TASK DIRECTIONS ::
For the word "them", search the records and show each line in which it occurs.

▬▬▬▬▬▬▬▬▬▬

//! # rotorviz-core
//!
//! **A steam turbine rotor train, live in your terminal.**
//!
//! `rotorviz-core` is the rotor dynamics engine behind the `rotorviz`
//! visualizer: mode-shape sampling, three projections of the deflected
//! shaft, live diameter editing coupled to critical-speed retuning,
//! unbalance response sweeps, health grading against resonance exclusion
//! zones, and per-bearing orbit monitors.
//!
//! ## Quick Start
//!
//! ```no_run
//! use rotorviz_core::dataset::default_simulation;
//! use rotorviz_core::{edit, health};
//!
//! // Ship a 100-station turbine generator train out of the box.
//! let mut data = default_simulation();
//!
//! // Thicken one segment; every critical speed shifts with it.
//! edit::resize_segment(&mut data, 28, 1.1);
//!
//! // Grade the result against the resonance exclusion zones.
//! let report = health::evaluate(&data, 0, 1.0, 0.05, 3600.0);
//! println!("{}: {}", report.status.as_str(), report.message);
//! ```
//!
//! ## Architecture
//!
//! Dataset → sampler → views → [`scene::Scene`] → backend
//!
//! Three projections of one whirling centerline:
//! - **Isometric**: orbit camera, solid skin panels between stations, ghost
//!   whirl traces, support pyramids on a ground grid.
//! - **Radial**: down-the-bore helix so every station stays visible, with
//!   bearing housings and a red leading-edge marker.
//! - **Longitudinal**: side elevation of editable segment rectangles with
//!   foundation pedestals and station captions.
//!
//! Views emit display-agnostic draw lists; the TUI rasterizes them and
//! tests inspect them directly. Pointer input flows through
//! [`interaction::Interaction`], comes back as resize requests, and is
//! applied by [`edit`] so diameter-to-frequency coupling lives in exactly
//! one place.

pub mod clock;
pub mod dataset;
pub mod edit;
pub mod health;
pub mod interaction;
pub mod machine;
pub mod materials;
pub mod model;
pub mod orbit;
pub mod projection;
pub mod response;
pub mod sampler;
pub mod scene;
pub mod store;
pub mod trace;
pub mod views;

pub use clock::{AnimationClock, FrameScheduler, IntervalScheduler, ScriptedScheduler};
pub use dataset::{SEGMENT_COUNT, default_simulation};
pub use edit::{resize_segment, resize_segments, retune_modes};
pub use health::{HealthReport, HealthStatus};
pub use interaction::{
    Hit, Interaction, PointerButton, PointerModifiers, ResizeRequest, SelectionState,
};
pub use machine::{GridFrequency, MachineClass, operating_rpm};
pub use materials::{DEFAULT_MATERIAL_ID, MATERIALS, Material, material_by_id};
pub use model::{
    BearingPhysics, ComponentKind, EffectiveCoefficients, ModeShape, RotorComponent, ShaftSegment,
    SimulationData, SpeedCoefficient,
};
pub use orbit::{OrbitMonitor, OrbitSample};
pub use projection::{CameraState, Projected, project_iso, project_radial};
pub use response::{ResponsePoint, ResponseSweep, SpeedBand, amplitude_at, sweep};
pub use scene::{Primitive, Rgba, Scene, Shape};
pub use trace::{TraceBuffer, TraceKey};
pub use views::{
    IsometricView, LongitudinalView, RadialView, RenderInput, RenderMode, ViewMode, ViewRenderer,
    ViewSettings, compose_all,
};

/// Library version (from Cargo.toml).
pub const VERSION: &str = env!("CARGO_PKG_VERSION");
//! Unbalance response: amplification factor vs running speed.
//!
//! Classic SDOF superposition. Each mode contributes
//! `AF = r^2 / sqrt((1 - r^2)^2 + (2*zeta*r)^2)` with `r = rpm / mode rpm`
//! and `zeta = 1/(2Q)`, weighted `1/sqrt(order)` since higher modes couple
//! less to residual unbalance. The sweep also reports the API-style
//! exclusion bands around operating speed and its 2x harmonic.

use serde::Serialize;

use crate::model::ModeShape;

pub const SWEEP_STEPS: usize = 300;

/// Half-width of the exclusion bands as a fraction of the band center.
pub const EXCLUSION_MARGIN: f64 = 0.1;

#[derive(Debug, Clone, Copy, Serialize)]
pub struct ResponsePoint {
    pub rpm: f64,
    pub amplitude: f64,
}

/// Closed speed band; `contains` is strict on both ends, matching the
/// resonance check of the health evaluator.
#[derive(Debug, Clone, Copy, Serialize)]
pub struct SpeedBand {
    pub low: f64,
    pub high: f64,
}

impl SpeedBand {
    pub fn around(center: f64) -> Self {
        Self {
            low: center * (1.0 - EXCLUSION_MARGIN),
            high: center * (1.0 + EXCLUSION_MARGIN),
        }
    }

    pub fn contains(&self, rpm: f64) -> bool {
        rpm > self.low && rpm < self.high
    }
}

#[derive(Debug, Clone, Serialize)]
pub struct ResponseSweep {
    pub operating_rpm: f64,
    pub max_rpm: f64,
    pub points: Vec<ResponsePoint>,
    /// Bands around operating speed and its first harmonic.
    pub exclusion_zones: [SpeedBand; 2],
    /// Mode critical speeds, in mode order.
    pub critical_speeds: Vec<f64>,
}

/// Summed weighted amplification at one running speed. Exactly 0 at rest;
/// modes with a non-positive critical speed or Q are skipped rather than
/// dividing by zero.
pub fn amplitude_at(modes: &[ModeShape], rpm: f64) -> f64 {
    if rpm <= 0.0 {
        return 0.0;
    }
    let mut total = 0.0;
    for mode in modes {
        if mode.rpm <= 0.0 || mode.q_factor <= 0.0 {
            continue;
        }
        let r = rpm / mode.rpm;
        let zeta = mode.damping_ratio();
        let denom = ((1.0 - r * r).powi(2) + (2.0 * zeta * r).powi(2)).sqrt();
        let af = r * r / denom;
        total += af / (mode.order.max(1) as f64).sqrt();
    }
    total
}

/// Sweep from rest to `max(2.5x operating, 1.2x highest critical)` in
/// [`SWEEP_STEPS`] equal steps (inclusive of both ends).
pub fn sweep(modes: &[ModeShape], operating_rpm: f64) -> ResponseSweep {
    let max_mode_rpm = modes.iter().fold(0.0_f64, |acc, m| acc.max(m.rpm));
    let max_rpm = (operating_rpm * 2.5).max(max_mode_rpm * 1.2);
    let step = max_rpm / SWEEP_STEPS as f64;

    let points = (0..=SWEEP_STEPS)
        .map(|i| {
            let rpm = step * i as f64;
            ResponsePoint {
                rpm,
                amplitude: amplitude_at(modes, rpm),
            }
        })
        .collect();

    ResponseSweep {
        operating_rpm,
        max_rpm,
        points,
        exclusion_zones: [
            SpeedBand::around(operating_rpm),
            SpeedBand::around(operating_rpm * 2.0),
        ],
        critical_speeds: modes.iter().map(|m| m.rpm).collect(),
    }
}

#[cfg(test)]
mod tests {
    use super::*;
    use crate::dataset::default_simulation;

    fn single_mode(rpm: f64, q: f64, order: u32) -> Vec<ModeShape> {
        vec![ModeShape {
            order,
            frequency_hz: rpm / 60.0,
            rpm,
            q_factor: q,
            description: String::new(),
            displacements: vec![0.0, 1.0, 0.0],
        }]
    }

    #[test]
    fn test_amplitude_at_rest_is_exactly_zero() {
        let modes = default_simulation().modes;
        assert_eq!(amplitude_at(&modes, 0.0), 0.0);
        assert_eq!(amplitude_at(&modes, -100.0), 0.0);
    }

    #[test]
    fn test_resonance_peak_is_q_over_one() {
        // At r = 1 the factor collapses to 1/(2*zeta) = Q.
        let modes = single_mode(3000.0, 10.0, 1);
        let at_critical = amplitude_at(&modes, 3000.0);
        assert!((at_critical - 10.0).abs() < 1e-9, "got {at_critical}");
    }

    #[test]
    fn test_order_weighting_divides_by_sqrt_order() {
        let first = amplitude_at(&single_mode(3000.0, 10.0, 1), 3000.0);
        let fourth = amplitude_at(&single_mode(3000.0, 10.0, 4), 3000.0);
        assert!((first / fourth - 2.0).abs() < 1e-9);
    }

    #[test]
    fn test_sweep_shape_and_bounds() {
        let data = default_simulation();
        let sweep = sweep(&data.modes, 3600.0);
        assert_eq!(sweep.points.len(), SWEEP_STEPS + 1);
        assert_eq!(sweep.points[0].rpm, 0.0);
        assert_eq!(sweep.points[0].amplitude, 0.0);
        // 2.5 * 3600 = 9000 > 1.2 * 4944.
        assert_eq!(sweep.max_rpm, 9000.0);
        assert!((sweep.points.last().unwrap().rpm - 9000.0).abs() < 1e-9);
        assert_eq!(sweep.critical_speeds.len(), 5);
    }

    #[test]
    fn test_sweep_extends_past_highest_mode_when_needed() {
        let modes = single_mode(10_000.0, 8.0, 1);
        let sweep = sweep(&modes, 1800.0);
        // 1.2 * 10000 beats 2.5 * 1800.
        assert_eq!(sweep.max_rpm, 12_000.0);
    }

    #[test]
    fn test_exclusion_zones_bracket_operating_speed() {
        let data = default_simulation();
        let sweep = sweep(&data.modes, 3600.0);
        let [primary, harmonic] = sweep.exclusion_zones;
        assert_eq!((primary.low, primary.high), (3240.0, 3960.0));
        assert_eq!((harmonic.low, harmonic.high), (6480.0, 7920.0));
        assert!(primary.contains(3600.0));
        assert!(!primary.contains(3240.0), "bounds are exclusive");
        assert!(harmonic.contains(7000.0));
    }

    #[test]
    fn test_degenerate_modes_are_skipped() {
        let mut modes = single_mode(0.0, 10.0, 1);
        modes.extend(single_mode(3000.0, -1.0, 2));
        assert_eq!(amplitude_at(&modes, 3000.0), 0.0);
    }
}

▬▬▬▬▬▬▬▬▬▬

ANSWER ::
//! Views emit display-agnostic draw lists; the TUI rasterizes them and
//! tests inspect them directly. Pointer input flows through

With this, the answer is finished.